| Task brief |
Print each record below character for character.

Source data:

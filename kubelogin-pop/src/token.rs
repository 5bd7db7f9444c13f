//! Token acquisition entry point

use tokio_util::sync::CancellationToken;
use tracing::debug;

use crate::exchange::{AcquireError, AcquiredToken, ConfidentialClient};
use crate::options::{ConfigError, LoginMethod, Options};

/// Acquire a token as described by validated `options`
///
/// PoP-enabled options yield a signed PoP token, others a bearer token.
pub async fn get_token(
    options: &Options,
    cancel: &CancellationToken,
) -> Result<AcquiredToken, AcquireError> {
    let method = options.login_method()?;
    if method != LoginMethod::ServicePrincipal {
        return Err(ConfigError::LoginMethodUnavailable(method).into());
    }
    if options.tenant_id.is_empty() {
        return Err(ConfigError::MissingValue("tenant ID", method).into());
    }
    if options.server_id.is_empty() {
        return Err(ConfigError::MissingValue("server ID", method).into());
    }

    let client = ConfidentialClient::from_options(options)?;
    let scopes = options.scopes();

    match options.pop_claims()? {
        Some(claims) => {
            let key_provider = options.key_provider();
            debug!(?key_provider, claims = %claims, "Using PoP token flow");
            client
                .acquire_pop_token(cancel, &claims, &scopes, &options.tenant_id, &key_provider)
                .await
        }
        None => client.acquire_token(cancel, &scopes, &options.tenant_id).await,
    }
}

#[cfg(test)]
mod tests {
    use super::*;
    use oauth_pop::validate_token_response;
    use wiremock::matchers::{body_string_contains, method, path};
    use wiremock::{Mock, MockServer, ResponseTemplate};

    fn spn_options(server: &MockServer) -> Options {
        Options {
            login_method: "spn".to_string(),
            client_id: "client-id".to_string(),
            client_secret: "s3cret".to_string(),
            tenant_id: "tenant-id".to_string(),
            server_id: "6dae42f8-4368-4678-94ff-3960e28e3630".to_string(),
            authority_host: format!("{}/", server.uri()),
            disable_instance_discovery: true,
            ..Options::new()
        }
    }

    #[tokio::test]
    async fn test_pop_flow_from_options() {
        let server = MockServer::start().await;
        Mock::given(method("POST"))
            .and(path("/tenant-id/oauth2/v2.0/token"))
            .and(body_string_contains("token_type=pop"))
            .and(body_string_contains(
                "scope=6dae42f8-4368-4678-94ff-3960e28e3630%2F.default",
            ))
            .respond_with(ResponseTemplate::new(200).set_body_json(serde_json::json!({
                "token_type": "pop",
                "access_token": "issued",
                "expires_in": 3599
            })))
            .mount(&server)
            .await;

        let mut options = Options {
            is_pop_token_enabled: true,
            pop_token_claims: "u=testhost".to_string(),
            ..spn_options(&server)
        };
        options.validate().unwrap();

        let acquired = get_token(&options, &CancellationToken::new()).await.unwrap();
        assert_eq!(validate_token_response(&acquired.token).unwrap(), "issued");
    }

    #[tokio::test]
    async fn test_bearer_flow_from_options() {
        let server = MockServer::start().await;
        Mock::given(method("POST"))
            .respond_with(ResponseTemplate::new(200).set_body_json(serde_json::json!({
                "token_type": "Bearer",
                "access_token": "plain",
                "expires_in": 3599
            })))
            .mount(&server)
            .await;

        let mut options = spn_options(&server);
        options.validate().unwrap();

        let acquired = get_token(&options, &CancellationToken::new()).await.unwrap();
        assert_eq!(acquired.token, "plain");
    }

    #[tokio::test]
    async fn test_other_login_methods_unavailable() {
        let options = Options::new();

        let err = get_token(&options, &CancellationToken::new()).await.unwrap_err();
        assert!(err.is_config_error());
        assert!(err.to_string().contains("devicecode is not available"));
    }

    #[tokio::test]
    async fn test_missing_tenant() {
        let server = MockServer::start().await;
        let options = Options {
            tenant_id: String::new(),
            ..spn_options(&server)
        };

        let err = get_token(&options, &CancellationToken::new()).await.unwrap_err();
        assert!(err.is_config_error());
        assert!(err.to_string().contains("tenant ID is required"));
    }
}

| Solved problem |
filename kubelogin-pop/src/token.rs
repository 5bd7db7f9444c13f
//! Token acquisition entry point

use tokio_util::sync::CancellationToken;
use tracing::debug;

use crate::exchange::{AcquireError, AcquiredToken, ConfidentialClient};
use crate::options::{ConfigError, LoginMethod, Options};

/// Acquire a token as described by validated `options`
///
/// PoP-enabled options yield a signed PoP token, others a bearer token.
pub async fn get_token(
    options: &Options,
    cancel: &CancellationToken,
) -> Result<AcquiredToken, AcquireError> {
    let method = options.login_method()?;
    if method != LoginMethod::ServicePrincipal {
        return Err(ConfigError::LoginMethodUnavailable(method).into());
    }
    if options.tenant_id.is_empty() {
        return Err(ConfigError::MissingValue("tenant ID", method).into());
    }
    if options.server_id.is_empty() {
        return Err(ConfigError::MissingValue("server ID", method).into());
    }

    let client = ConfidentialClient::from_options(options)?;
    let scopes = options.scopes();

    match options.pop_claims()? {
        Some(claims) => {
            let key_provider = options.key_provider();
            debug!(?key_provider, claims = %claims, "Using PoP token flow");
            client
                .acquire_pop_token(cancel, &claims, &scopes, &options.tenant_id, &key_provider)
                .await
        }
        None => client.acquire_token(cancel, &scopes, &options.tenant_id).await,
    }
}

#[cfg(test)]
mod tests {
    use super::*;
    use oauth_pop::validate_token_response;
    use wiremock::matchers::{body_string_contains, method, path};
    use wiremock::{Mock, MockServer, ResponseTemplate};

    fn spn_options(server: &MockServer) -> Options {
        Options {
            login_method: "spn".to_string(),
            client_id: "client-id".to_string(),
            client_secret: "s3cret".to_string(),
            tenant_id: "tenant-id".to_string(),
            server_id: "6dae42f8-4368-4678-94ff-3960e28e3630".to_string(),
            authority_host: format!("{}/", server.uri()),
            disable_instance_discovery: true,
            ..Options::new()
        }
    }

    #[tokio::test]
    async fn test_pop_flow_from_options() {
        let server = MockServer::start().await;
        Mock::given(method("POST"))
            .and(path("/tenant-id/oauth2/v2.0/token"))
            .and(body_string_contains("token_type=pop"))
            .and(body_string_contains(
                "scope=6dae42f8-4368-4678-94ff-3960e28e3630%2F.default",
            ))
            .respond_with(ResponseTemplate::new(200).set_body_json(serde_json::json!({
                "token_type": "pop",
                "access_token": "issued",
                "expires_in": 3599
            })))
            .mount(&server)
            .await;

        let mut options = Options {
            is_pop_token_enabled: true,
            pop_token_claims: "u=testhost".to_string(),
            ..spn_options(&server)
        };
        options.validate().unwrap();

        let acquired = get_token(&options, &CancellationToken::new()).await.unwrap();
        assert_eq!(validate_token_response(&acquired.token).unwrap(), "issued");
    }

    #[tokio::test]
    async fn test_bearer_flow_from_options() {
        let server = MockServer::start().await;
        Mock::given(method("POST"))
            .respond_with(ResponseTemplate::new(200).set_body_json(serde_json::json!({
                "token_type": "Bearer",
                "access_token": "plain",
                "expires_in": 3599
            })))
            .mount(&server)
            .await;

        let mut options = spn_options(&server);
        options.validate().unwrap();

        let acquired = get_token(&options, &CancellationToken::new()).await.unwrap();
        assert_eq!(acquired.token, "plain");
    }

    #[tokio::test]
    async fn test_other_login_methods_unavailable() {
        let options = Options::new();

        let err = get_token(&options, &CancellationToken::new()).await.unwrap_err();
        assert!(err.is_config_error());
        assert!(err.to_string().contains("devicecode is not available"));
    }

    #[tokio::test]
    async fn test_missing_tenant() {
        let server = MockServer::start().await;
        let options = Options {
            tenant_id: String::new(),
            ..spn_options(&server)
        };

        let err = get_token(&options, &CancellationToken::new()).await.unwrap_err();
        assert!(err.is_config_error());
        assert!(err.to_string().contains("tenant ID is required"));
    }
}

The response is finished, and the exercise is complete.